//! Error types for the payment orchestration service.

/// Domain-level errors (request and business-rule violations).
#[derive(Debug, thiserror::Error)]
pub enum DomainError {
    #[error("Amount must be positive, got {0}")]
    NonPositiveAmount(i64),

    #[error("Invalid currency code: {0}")]
    InvalidCurrency(String),

    #[error("Unknown status: {0}")]
    UnknownStatus(String),

    #[error("Validation error: {0}")]
    ValidationError(String),
}

/// Repository-level errors (data access failures and contract misuse).
#[derive(Debug, thiserror::Error)]
pub enum RepoError {
    #[error(transparent)]
    Domain(#[from] DomainError),

    #[error("Entity not found")]
    NotFound,

    #[error("Invalid column: {0}")]
    InvalidColumn(String),

    #[error("Invalid value for column {column}: {reason}")]
    InvalidValue { column: String, reason: String },

    #[error("At least one filter is required for an update")]
    FiltersRequired,

    #[error("No rows matched the update filters")]
    NoMatch,

    #[error("Conflict: {0}")]
    Conflict(String),

    #[error("Storage unavailable: {0}")]
    Unavailable(String),

    #[error("Database error: {0}")]
    Database(String),

    #[error("Transaction error: {0}")]
    Transaction(String),
}

/// Errors raised by a provider adapter.
#[derive(Debug, thiserror::Error)]
pub enum ProviderError {
    /// The provider rejected or failed the call. `code` is stable per call site.
    #[error("{reason} #{code}")]
    Rejected { code: &'static str, reason: String },

    #[error("Invalid webhook signature: {0}")]
    InvalidSignature(String),

    #[error("Malformed provider payload: {0}")]
    Malformed(String),
}

impl ProviderError {
    pub fn rejected(code: &'static str, reason: impl Into<String>) -> Self {
        Self::Rejected {
            code,
            reason: reason.into(),
        }
    }
}

/// Application-level errors surfaced to callers.
///
/// Every variant carries a message; the HTTP adapter renders all of them as
/// client errors.
#[derive(Debug, thiserror::Error)]
pub enum AppError {
    #[error("Not configured: {0}")]
    NotConfigured(String),

    #[error("Validation error: {0}")]
    Validation(String),

    #[error("Provider error: {0}")]
    Provider(String),

    #[error("Invalid signature: {0}")]
    InvalidSignature(String),

    #[error("Not found: {0}")]
    NotFound(String),

    #[error("Invalid column: {0}")]
    InvalidColumn(String),

    #[error("At least one filter is required for an update")]
    FiltersRequired,

    #[error("No rows matched the update filters")]
    NoMatch,

    #[error("Reconciliation error: {0}")]
    Reconciliation(String),

    #[error("Timed out during {0}")]
    Timeout(&'static str),

    #[error("Storage unavailable: {0}")]
    Unavailable(String),

    #[error("Storage error: {0}")]
    Storage(String),
}

impl From<DomainError> for AppError {
    fn from(err: DomainError) -> Self {
        AppError::Validation(err.to_string())
    }
}

impl From<RepoError> for AppError {
    fn from(err: RepoError) -> Self {
        match err {
            RepoError::Domain(e) => AppError::Validation(e.to_string()),
            RepoError::NotFound => AppError::NotFound("Resource not found".into()),
            RepoError::InvalidColumn(c) => AppError::InvalidColumn(c),
            RepoError::InvalidValue { .. } => AppError::Validation(err.to_string()),
            RepoError::FiltersRequired => AppError::FiltersRequired,
            RepoError::NoMatch => AppError::NoMatch,
            RepoError::Conflict(e) => AppError::Storage(format!("Conflict: {}", e)),
            RepoError::Unavailable(e) => AppError::Unavailable(e),
            RepoError::Database(e) => AppError::Storage(e),
            RepoError::Transaction(e) => AppError::Storage(e),
        }
    }
}

impl From<ProviderError> for AppError {
    fn from(err: ProviderError) -> Self {
        match err {
            ProviderError::InvalidSignature(e) => AppError::InvalidSignature(e),
            other => AppError::Provider(other.to_string()),
        }
    }
}
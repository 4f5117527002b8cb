//! Normalized provider notifications.

use serde::{Deserialize, Serialize};
use utoipa::ToSchema;

use super::transaction::TxStatus;
use crate::dto::PaymentIntentResponse;

/// Normalized kind of a provider webhook event.
///
/// Kinds the reconciliation logic understands map to a fixed vocabulary;
/// anything else keeps the provider's own type string.
#[derive(Debug, Clone, PartialEq, Eq, Serialize, Deserialize)]
#[serde(from = "String", into = "String")]
pub enum PaymentEventKind {
    Succeeded,
    Failed,
    Canceled,
    Other(String),
}

impl PaymentEventKind {
    pub const SUCCEEDED: &'static str = "payment_succeeded";
    pub const FAILED: &'static str = "payment_failed";
    pub const CANCELED: &'static str = "payment_canceled";

    pub fn as_str(&self) -> &str {
        match self {
            Self::Succeeded => Self::SUCCEEDED,
            Self::Failed => Self::FAILED,
            Self::Canceled => Self::CANCELED,
            Self::Other(kind) => kind,
        }
    }

    /// Transaction status this event drives, if any.
    pub fn target_status(&self) -> Option<TxStatus> {
        match self {
            Self::Succeeded => Some(TxStatus::Succeeded),
            Self::Failed => Some(TxStatus::Failed),
            Self::Canceled => Some(TxStatus::Canceled),
            Self::Other(_) => None,
        }
    }
}

impl From<String> for PaymentEventKind {
    fn from(s: String) -> Self {
        match s.as_str() {
            Self::SUCCEEDED => Self::Succeeded,
            Self::FAILED => Self::Failed,
            Self::CANCELED => Self::Canceled,
            _ => Self::Other(s),
        }
    }
}

impl From<PaymentEventKind> for String {
    fn from(kind: PaymentEventKind) -> Self {
        match kind {
            PaymentEventKind::Other(s) => s,
            known => known.as_str().to_string(),
        }
    }
}

impl std::fmt::Display for PaymentEventKind {
    fn fmt(&self, f: &mut std::fmt::Formatter<'_>) -> std::fmt::Result {
        f.write_str(self.as_str())
    }
}

/// Event body: the normalized intent for known kinds, raw bytes otherwise.
#[derive(Debug, Clone, PartialEq, Serialize, Deserialize)]
#[serde(tag = "kind", rename_all = "snake_case")]
pub enum EventPayload {
    Intent(PaymentIntentResponse),
    Opaque {
        #[serde(skip)]
        raw: Vec<u8>,
    },
}

/// A verified and decoded provider webhook delivery.
#[derive(Debug, Clone, PartialEq, Serialize, Deserialize, ToSchema)]
pub struct PaymentEvent {
    #[serde(rename = "type")]
    #[schema(value_type = String, example = "payment_succeeded")]
    pub kind: PaymentEventKind,
    #[serde(default, skip_serializing_if = "Option::is_none")]
    pub payment_intent: Option<String>,
    #[serde(default, skip_serializing_if = "Option::is_none")]
    pub payment_method: Option<String>,
    #[schema(value_type = Object)]
    pub payload: EventPayload,
}

impl PaymentEvent {
    /// Event for a kind the reconciliation logic acts on.
    pub fn intent(
        kind: PaymentEventKind,
        intent: PaymentIntentResponse,
        payment_method: Option<String>,
    ) -> Self {
        Self {
            kind,
            payment_intent: Some(intent.id.clone()),
            payment_method,
            payload: EventPayload::Intent(intent),
        }
    }

    /// Pass-through event for a provider type with no local effect.
    pub fn opaque(provider_type: impl Into<String>, raw: Vec<u8>) -> Self {
        Self {
            kind: PaymentEventKind::Other(provider_type.into()),
            payment_intent: None,
            payment_method: None,
            payload: EventPayload::Opaque { raw },
        }
    }
}
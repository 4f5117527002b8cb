//! Domain models for the payment orchestration service.

pub mod currency;
pub mod event;
pub mod payment_method;
pub mod provider;
pub mod transaction;

pub use currency::CurrencyCode;
pub use event::{EventPayload, PaymentEvent, PaymentEventKind};
pub use payment_method::{PaymentMethod, PaymentMethodStatus};
pub use provider::ProviderId;
pub use transaction::{Transaction, TransactionId, TxStatus};
//! Data Transfer Objects (DTOs) for requests and responses.

use serde::{Deserialize, Serialize};
use std::collections::BTreeMap;
use utoipa::ToSchema;

use crate::domain::{CurrencyCode, PaymentMethod, PaymentMethodStatus, TxStatus};
use crate::error::DomainError;

// ─────────────────────────────────────────────────────────────────────────────
// Intent DTOs
// ─────────────────────────────────────────────────────────────────────────────

/// Provider-agnostic request to create an intent or charge a customer.
#[derive(Debug, Clone, Serialize, Deserialize, ToSchema)]
pub struct PaymentIntentRequest {
    /// Amount in the currency's minor unit (e.g. cents)
    #[schema(example = 1000)]
    pub amount: i64,
    pub currency: CurrencyCode,
    #[schema(example = "cust_1")]
    pub customer_id: String,
    /// Provider payment-method reference; required for direct charges
    #[serde(default, skip_serializing_if = "Option::is_none")]
    #[schema(example = "pm_card_visa")]
    pub token: Option<String>,
    /// Remember the payment method for later use. Absent means no.
    #[serde(default, skip_serializing_if = "Option::is_none")]
    pub remember_me: Option<bool>,
    #[serde(default)]
    pub metadata: BTreeMap<String, String>,
    /// Payment method type hint forwarded to the provider (e.g. `card`)
    #[serde(default, skip_serializing_if = "Option::is_none")]
    pub payment_method: Option<String>,
    /// Caller's own reference, stored with the transaction
    #[serde(default, skip_serializing_if = "Option::is_none")]
    pub internal_reference: Option<String>,
}

impl PaymentIntentRequest {
    /// Checks the fields every provider operation relies on.
    pub fn validate(&self) -> Result<(), DomainError> {
        if self.amount <= 0 {
            return Err(DomainError::NonPositiveAmount(self.amount));
        }
        if self.customer_id.trim().is_empty() {
            return Err(DomainError::ValidationError(
                "customer_id cannot be empty".into(),
            ));
        }
        Ok(())
    }

    /// Validates a direct-charge request, which also needs a token.
    pub fn validate_charge(&self) -> Result<&str, DomainError> {
        self.validate()?;
        self.token
            .as_deref()
            .map(str::trim)
            .filter(|t| !t.is_empty())
            .ok_or_else(|| DomainError::ValidationError("token is required for a charge".into()))
    }

    pub fn remember(&self) -> bool {
        self.remember_me.unwrap_or(false)
    }
}

/// Normalized intent as returned to callers.
#[derive(Debug, Clone, PartialEq, Serialize, Deserialize, ToSchema)]
pub struct PaymentIntentResponse {
    #[schema(example = "pi_3MtwBwLkdIwHu7ix28a3tqPa")]
    pub id: String,
    pub amount: i64,
    pub currency: CurrencyCode,
    pub status: TxStatus,
    #[serde(default, skip_serializing_if = "Option::is_none")]
    pub client_secret: Option<String>,
}

/// Identifies an existing intent.
#[derive(Debug, Clone, Serialize, Deserialize, ToSchema)]
pub struct PaymentInfoRequest {
    pub id: String,
}

/// What a provider adapter reports after a successful call.
#[derive(Debug, Clone, PartialEq, Serialize, Deserialize)]
pub struct ProcessorResponse {
    pub id: String,
    pub amount: i64,
    pub currency: CurrencyCode,
    pub status: TxStatus,
    /// Status string exactly as the provider sent it
    pub provider_status: String,
    pub client_secret: Option<String>,
    pub payment_method_id: Option<String>,
    pub payment_method_type: Option<String>,
}

impl From<ProcessorResponse> for PaymentIntentResponse {
    fn from(res: ProcessorResponse) -> Self {
        Self {
            id: res.id,
            amount: res.amount,
            currency: res.currency,
            status: res.status,
            client_secret: res.client_secret,
        }
    }
}

// ─────────────────────────────────────────────────────────────────────────────
// Payment method DTOs
// ─────────────────────────────────────────────────────────────────────────────

/// Public view of a remembered payment method.
#[derive(Debug, Clone, PartialEq, Serialize, Deserialize, ToSchema)]
pub struct PaymentMethodResponse {
    pub client_id: String,
    pub payment_method_id: String,
    #[schema(example = "stripe")]
    pub payment_provider: String,
    #[serde(default, skip_serializing_if = "Option::is_none")]
    pub payment_method_type: Option<String>,
    pub payment_method_status: PaymentMethodStatus,
}

impl From<PaymentMethod> for PaymentMethodResponse {
    fn from(pm: PaymentMethod) -> Self {
        Self {
            client_id: pm.customer_id,
            payment_method_id: pm.payment_method_id,
            payment_provider: pm.provider.to_string(),
            payment_method_type: pm.method_type,
            payment_method_status: pm.status,
        }
    }
}
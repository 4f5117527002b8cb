//! Provider identity.

use serde::{Deserialize, Serialize};
use utoipa::ToSchema;

/// Canonical identifier of an external payment provider (e.g. `stripe`).
///
/// Identifiers are stored lowercased so that `Stripe` in a route and
/// `stripe` in the registry resolve to the same adapter.
#[derive(Debug, Clone, PartialEq, Eq, Hash, PartialOrd, Ord, Serialize, Deserialize, ToSchema)]
#[serde(transparent)]
#[schema(value_type = String, example = "stripe")]
pub struct ProviderId(String);

impl ProviderId {
    pub fn new(id: impl AsRef<str>) -> Self {
        Self(id.as_ref().trim().to_ascii_lowercase())
    }

    pub fn as_str(&self) -> &str {
        &self.0
    }
}

impl AsRef<str> for ProviderId {
    fn as_ref(&self) -> &str {
        &self.0
    }
}

impl From<&str> for ProviderId {
    fn from(s: &str) -> Self {
        Self::new(s)
    }
}

impl std::fmt::Display for ProviderId {
    fn fmt(&self, f: &mut std::fmt::Formatter<'_>) -> std::fmt::Result {
        f.write_str(&self.0)
    }
}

______________________________

* WHAT YOU ARE ASKED TO DO *
In the material above, which lines contain "DomainError"? Copy each of them.

* EXPECTED ANSWER *
pub enum DomainError {
    Domain(#[from] DomainError),
impl From<DomainError> for AppError {
    fn from(err: DomainError) -> Self {
use crate::error::DomainError;
    pub fn validate(&self) -> Result<(), DomainError> {
            return Err(DomainError::NonPositiveAmount(self.amount));
            return Err(DomainError::ValidationError(
    pub fn validate_charge(&self) -> Result<&str, DomainError> {
            .ok_or_else(|| DomainError::ValidationError("token is required for a charge".into()))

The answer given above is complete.